Per Gary Osterfeld’s comments in the August 1st issue of the Enquirer, “Views up for debate” I have this rebuttal.  Mr. Osterfeld contends that had the view corridor ordinance been in place, he would not have been able to build his leed-designed, energy-efficient homes as part of
the Cottage Hill development in Columbia Tusculum.  This simply is not true.

Mr. Osterfeld’s development is located within the public overlooks of Alms Park.  In particular, the Comisar Overlook is the nearest overlook to his development. The fact is, Mr. Osterfeld could build his Cottage Hill development on Handman Ave, and on a number of other properties he owns in Columbia Tusculum, and this proposed ordinance would not prevent him from developing any of his properties
whatsoever.  If anyone would like to check this, they may contact Cameron Ross, City Planner, at 352-4891 who informed me of this fact.

Mr. Osterfeld also contends that Leed design requires you to build vertically as opposed to horizontally. This may be true if you are talking about building an office high-rise on a quarter-acre of downtown land, as opposed to building a Wal-Mart type development on 5-10 acres of land.  For a residence, on a hillside, there are advantages to building into the ground whereby one can take advantage of such things as thermal massing (using the ambient temperature of the ground  to heat and cool the foundation), thus saving on utility costs.  And, with steep hillsides you can still enjoy views from lower levels because the dramtatic change in relief often allows you to see out, especially if you keep vegetation trimmed down.

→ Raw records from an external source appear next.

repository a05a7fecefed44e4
//! Core SMTP types.

mod address;
mod extension;
mod reply;

pub use address::Address;
pub use extension::{AuthMechanism, Extension};
pub use reply::{Reply, ReplyCode};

Above all, this ordinance would affect only 467 parcels of land (318 private and 149 public) out of a total of some 9,300 parcels of land in the entire Hillside Overlay District (HOD).  That is less than 5% of the entire land area of the HOD.  This is not anti-business.  It demonstrates we care about our civic assets and are willing to preserve them for present and future generations to enjoy.